*** Opening of Data shown ***

use crate::ports::outbound::ProgressReporter;
use indicatif::{ProgressBar, ProgressDrawTarget, ProgressStyle};
use std::cell::RefCell;

const STAGE_TEMPLATE: &str = "   {spinner:.green} [{bar:30.cyan/blue}] {pos}/{len} - {msg}";

/// StderrProgressReporter adapter reporting load stages to stderr
///
/// This adapter implements the ProgressReporter port, writing to stderr
/// so it doesn't interfere with the tree written to stdout.
/// Stages are drawn as an indicatif progress bar.
pub struct StderrProgressReporter {
    progress_bar: RefCell<Option<ProgressBar>>,
}

impl StderrProgressReporter {
    pub fn new() -> Self {
        Self {
            progress_bar: RefCell::new(None),
        }
    }

    fn get_or_create_progress_bar(&self, total: usize) -> ProgressBar {
        let mut slot = self.progress_bar.borrow_mut();
        if let Some(pb) = slot.as_ref() {
            return pb.clone();
        }

        let pb = ProgressBar::with_draw_target(Some(total as u64), ProgressDrawTarget::stderr());
        let style = ProgressStyle::default_bar()
            .template(STAGE_TEMPLATE)
            .unwrap_or_else(|_| ProgressStyle::default_bar())
            .progress_chars("=>-");
        pb.set_style(style);
        *slot = Some(pb.clone());
        pb
    }

    fn clear_progress_bar(&self) {
        if let Some(pb) = self.progress_bar.borrow_mut().take() {
            pb.finish_and_clear();
        }
    }
}

impl Default for StderrProgressReporter {
    fn default() -> Self {
        Self::new()
    }
}

impl ProgressReporter for StderrProgressReporter {
    fn report(&self, message: &str) {
        match self.progress_bar.borrow().as_ref() {
            Some(pb) => pb.println(message),
            None => eprintln!("{}", message),
        }
    }

    fn report_progress(&self, current: usize, total: usize, message: Option<&str>) {
        let pb = self.get_or_create_progress_bar(total);
        pb.set_position(current as u64);
        if let Some(msg) = message {
            pb.set_message(msg.to_string());
        }
    }

    fn report_error(&self, message: &str) {
        self.clear_progress_bar();
        eprintln!("{}", message);
    }

    fn report_completion(&self, message: &str) {
        self.clear_progress_bar();
        eprintln!("✅ {}", message);
    }
}

/// NullProgressReporter discarding every message (`--quiet`)
#[derive(Debug, Default, Clone, Copy)]
pub struct NullProgressReporter;

impl ProgressReporter for NullProgressReporter {
    fn report(&self, _message: &str) {}
    fn report_progress(&self, _current: usize, _total: usize, _message: Option<&str>) {}
    fn report_error(&self, _message: &str) {}
    fn report_completion(&self, _message: &str) {}
}

#[cfg(test)]
mod tests {
    use super::*;

    #[test]
    fn test_stage_sequence_does_not_panic() {
        let reporter = StderrProgressReporter::new();
        reporter.report("Loading store");
        reporter.report_progress(1, 6, Some("Resolving base component"));
        reporter.report("Found 3 component(s)");
        reporter.report_progress(6, 6, None);
        reporter.report_completion("Loaded 3 of 3 component(s)");
        assert!(reporter.progress_bar.borrow().is_none());
    }

    #[test]
    fn test_error_clears_progress_bar() {
        let reporter = StderrProgressReporter::default();
        reporter.report_progress(2, 6, Some("Loading last snapshot"));
        assert!(reporter.progress_bar.borrow().is_some());

        reporter.report_error("boom");

        assert!(reporter.progress_bar.borrow().is_none());
    }

    #[test]
    fn test_null_reporter_is_silent() {
        let reporter = NullProgressReporter;
        reporter.report("ignored");
        reporter.report_progress(1, 1, Some("ignored"));
        reporter.report_error("ignored");
        reporter.report_completion("ignored");
    }
}
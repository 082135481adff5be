/// Outbound adapters - Infrastructure implementations of outbound ports
pub mod console;
pub mod filesystem;
pub mod formatters;
pub mod memory;
pub mod security;
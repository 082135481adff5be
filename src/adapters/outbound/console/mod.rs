/// Console adapters for diagnostic output
mod progress_reporter;

pub use progress_reporter::{NullProgressReporter, StderrProgressReporter};
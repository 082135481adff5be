use super::measure::MAX_PERIOD_INDEX;
use crate::shared::Result;
use chrono::{DateTime, Utc};

/// Definition of one comparison period slot on a snapshot
#[derive(Debug, Clone, Default, PartialEq)]
pub struct PeriodSlot {
    mode: Option<String>,
    parameter: Option<String>,
    date: Option<DateTime<Utc>>,
}

impl PeriodSlot {
    pub fn new() -> Self {
        Self::default()
    }

    pub fn with_mode(mut self, mode: impl Into<String>) -> Self {
        self.mode = Some(mode.into());
        self
    }

    pub fn with_parameter(mut self, parameter: impl Into<String>) -> Self {
        self.parameter = Some(parameter.into());
        self
    }

    pub fn with_date(mut self, date: DateTime<Utc>) -> Self {
        self.date = Some(date);
        self
    }

    pub fn mode(&self) -> Option<&str> {
        self.mode.as_deref()
    }

    pub fn parameter(&self) -> Option<&str> {
        self.parameter.as_deref()
    }

    pub fn date(&self) -> Option<DateTime<Utc>> {
        self.date
    }
}

/// Snapshot - point-in-time analysis record of a component
#[derive(Debug, Clone, PartialEq)]
pub struct Snapshot {
    id: i64,
    component_id: i64,
    qualifier: String,
    period_slots: [PeriodSlot; MAX_PERIOD_INDEX],
}

impl Snapshot {
    pub fn new(id: i64, component_id: i64, qualifier: impl Into<String>) -> Self {
        Self {
            id,
            component_id,
            qualifier: qualifier.into(),
            period_slots: Default::default(),
        }
    }

    /// Fills period slot `index` (1..=5)
    pub fn with_period(mut self, index: usize, slot: PeriodSlot) -> Result<Self> {
        if !(1..=MAX_PERIOD_INDEX).contains(&index) {
            anyhow::bail!(
                "Snapshot {} has an invalid period index {} (expected 1..={})",
                self.id,
                index,
                MAX_PERIOD_INDEX
            );
        }
        self.period_slots[index - 1] = slot;
        Ok(self)
    }

    pub fn id(&self) -> i64 {
        self.id
    }

    pub fn component_id(&self) -> i64 {
        self.component_id
    }

    pub fn qualifier(&self) -> &str {
        &self.qualifier
    }

    fn slot(&self, index: usize) -> Option<&PeriodSlot> {
        index
            .checked_sub(1)
            .and_then(|position| self.period_slots.get(position))
    }

    pub fn period_mode(&self, index: usize) -> Option<&str> {
        self.slot(index).and_then(PeriodSlot::mode)
    }

    pub fn period_parameter(&self, index: usize) -> Option<&str> {
        self.slot(index).and_then(PeriodSlot::parameter)
    }

    pub fn period_date(&self, index: usize) -> Option<DateTime<Utc>> {
        self.slot(index).and_then(PeriodSlot::date)
    }
}

/// Period - a materialized comparison baseline, as presented to callers
#[derive(Debug, Clone, PartialEq)]
pub struct Period {
    pub index: usize,
    pub mode: Option<String>,
    pub parameter: Option<String>,
    /// Formatted date-time, e.g. "2016-01-11T10:49:50+0000"
    pub date: Option<String>,
}
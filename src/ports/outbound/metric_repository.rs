use crate::component_tree::domain::Metric;
use crate::shared::Result;

/// MetricRepository port for metric definitions
pub trait MetricRepository {
    /// Selects metrics by key; unknown keys are skipped
    fn select_by_keys(&self, keys: &[String]) -> Result<Vec<Metric>>;
}
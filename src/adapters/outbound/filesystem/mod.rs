/// Filesystem adapters for file I/O operations
mod file_reader;
mod file_writer;

pub use file_reader::FileSystemReader;
pub use file_writer::{FileSystemWriter, StdoutPresenter};
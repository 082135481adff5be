/// Adapters layer - Infrastructure implementations
///
/// This layer contains concrete implementations of the outbound ports:
/// the fixture-backed store, the user session, console output,
/// filesystem I/O and the output formatters.
pub mod outbound;
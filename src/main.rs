mod cli;

use cli::Args;
use component_tree::adapters::outbound::console::{NullProgressReporter, StderrProgressReporter};
use component_tree::adapters::outbound::filesystem::FileSystemReader;
use component_tree::adapters::outbound::memory::InMemoryStore;
use component_tree::adapters::outbound::security::StaticUserSession;
use component_tree::application::dto::{ComponentTreeRequest, OutputFormat, DEFAULT_PAGE_SIZE};
use component_tree::application::factories::{FormatterFactory, PresenterFactory, PresenterType};
use component_tree::application::read_models::ComponentTreeReadModelBuilder;
use component_tree::application::use_cases::LoadComponentTreeUseCase;
use component_tree::component_tree::policies::QualifierRules;
use component_tree::config::{self, ConfigFile};
use component_tree::ports::outbound::ProgressReporter;
use component_tree::shared::error::{ExitCode, TreeError};
use component_tree::shared::Result;
use owo_colors::OwoColorize;
use std::process;

fn main() {
    if let Err(e) = run() {
        eprintln!("\n{} {}", "❌ error:".red().bold(), e);

        for cause in e.chain().skip(1) {
            eprintln!("   {} {}", "caused by:".yellow(), cause);
        }

        eprintln!();
        process::exit(ExitCode::from_error(&e).as_i32());
    }
}

fn run() -> Result<()> {
    let args = Args::parse_args();

    let config = load_config(&args)?.unwrap_or_default();
    let qualifier_rules = config.qualifier_rules()?;
    let request = build_request(&args, &config)?;
    let format = resolve_format(&args, &config)?;

    if args.quiet {
        execute(
            &args,
            &config,
            qualifier_rules,
            request,
            format,
            NullProgressReporter,
        )
    } else {
        execute(
            &args,
            &config,
            qualifier_rules,
            request,
            format,
            StderrProgressReporter::new(),
        )
    }
}

fn execute<PR: ProgressReporter>(
    args: &Args,
    config: &ConfigFile,
    qualifier_rules: QualifierRules,
    request: ComponentTreeRequest,
    format: OutputFormat,
    progress_reporter: PR,
) -> Result<()> {
    progress_reporter.report(&format!(
        "📖 Loading store fixture from: {}",
        args.store.display()
    ));
    let fixture = FileSystemReader::new().read_store_fixture(&args.store)?;
    let store = InMemoryStore::new(fixture)?;

    let user_session = StaticUserSession::anonymous()
        .with_system_admin(args.system_admin || config.system_admin())
        .with_grants(config.grants().iter().chain(&args.grants))?;

    let use_case = LoadComponentTreeUseCase::new(
        store,
        user_session,
        progress_reporter,
        qualifier_rules,
    );
    let data = use_case.execute(request)?;

    let model = ComponentTreeReadModelBuilder::build(&data);
    if !args.quiet {
        eprintln!("{}", FormatterFactory::progress_message(format));
    }
    let output = FormatterFactory::create(format).format(&model)?;

    PresenterFactory::create(PresenterType::from_output(args.output.clone())).present(&output)
}

fn load_config(args: &Args) -> Result<Option<ConfigFile>> {
    match &args.config {
        Some(path) => config::load_config_from_path(path).map(Some),
        None => config::discover_config(&std::env::current_dir()?),
    }
}

/// Command line values win over the config file
fn build_request(args: &Args, config: &ConfigFile) -> Result<ComponentTreeRequest> {
    let metric_keys = if args.metric_keys.is_empty() {
        config.metric_keys.clone().unwrap_or_default()
    } else {
        args.metric_keys.clone()
    };

    let page_size = args
        .page_size
        .or(config.page_size)
        .unwrap_or(DEFAULT_PAGE_SIZE);

    let mut builder = ComponentTreeRequest::builder()
        .strategy(args.strategy)
        .metric_keys(metric_keys)
        .sort(args.sort.clone())
        .asc(args.ascending())
        .page(args.page)
        .page_size(page_size);

    if let Some(uuid) = &args.component {
        builder = builder.base_component_id(uuid);
    }
    if let Some(key) = &args.component_key {
        builder = builder.base_component_key(key);
    }
    if let Some(qualifiers) = &args.qualifiers {
        builder = builder.qualifiers(qualifiers);
    }
    if let Some(query) = &args.query {
        builder = builder.query(query);
    }
    if let Some(metric) = &args.metric_sort {
        builder = builder.metric_sort(metric);
    }

    builder.build()
}

fn resolve_format(args: &Args, config: &ConfigFile) -> Result<OutputFormat> {
    match (args.format, &config.format) {
        (Some(format), _) => Ok(format),
        (None, Some(format)) => format
            .parse()
            .map_err(|e: String| TreeError::validation(e).into()),
        (None, None) => Ok(OutputFormat::Json),
    }
}
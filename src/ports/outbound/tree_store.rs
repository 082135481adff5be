use super::{ComponentRepository, MeasureRepository, MetricRepository, SnapshotRepository};
use crate::shared::Result;

/// TreeStore port giving access to the persisted component store
///
/// A session is a scoped resource: it is acquired with `open_session`
/// and released when dropped, on success and failure paths alike.
/// All lookups on a session are batched.
pub trait TreeStore {
    /// Session type exposing the batch lookups
    type Session: ComponentRepository + SnapshotRepository + MetricRepository + MeasureRepository;

    /// Opens a new session on the store
    ///
    /// # Errors
    /// Returns an error if the store cannot be reached
    fn open_session(&self) -> Result<Self::Session>;
}
/// Type alias for Result with anyhow::Error as the error type.
/// This provides a consistent error handling pattern across the codebase.
pub type Result<T> = std::result::Result<T, anyhow::Error>;
use crate::component_tree::domain::{
    Component, ComponentWithSnapshotId, MeasureTable, Metric, Period,
};
use crate::component_tree::services::Paging;
use std::collections::HashMap;

/// ComponentTreeData - response DTO of the component tree use case
///
/// Consumed by formatters. When the base component was never analyzed
/// only `base_component` is set and everything else is empty.
#[derive(Debug, Clone)]
pub struct ComponentTreeData {
    pub base_component: Component,
    /// Components of the requested page
    pub components: Vec<ComponentWithSnapshotId>,
    /// Total number of matching components, before pagination
    pub component_count: Option<usize>,
    pub paging: Option<Paging>,
    /// Measures keyed by (component uuid, metric id), best values included
    pub measures: MeasureTable,
    pub metrics: Vec<Metric>,
    pub periods: Vec<Period>,
    /// Uuids of the components referenced by copies, keyed by component id
    pub reference_component_uuids_by_id: HashMap<i64, String>,
}

impl ComponentTreeData {
    /// Result for a base component without any snapshot
    pub fn without_snapshot(base_component: Component) -> Self {
        Self {
            base_component,
            components: Vec::new(),
            component_count: None,
            paging: None,
            measures: MeasureTable::new(),
            metrics: Vec::new(),
            periods: Vec::new(),
            reference_component_uuids_by_id: HashMap::new(),
        }
    }

    pub fn metric_by_key(&self, key: &str) -> Option<&Metric> {
        self.metrics.iter().find(|m| m.key() == key)
    }
}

*** Close of Data shown ***

Aim of the task -> Whenever a line of the data holds the string "ComponentRepository", pick that line out.

Your response ->
use super::{ComponentRepository, MeasureRepository, MetricRepository, SnapshotRepository};
    type Session: ComponentRepository + SnapshotRepository + MetricRepository + MeasureRepository;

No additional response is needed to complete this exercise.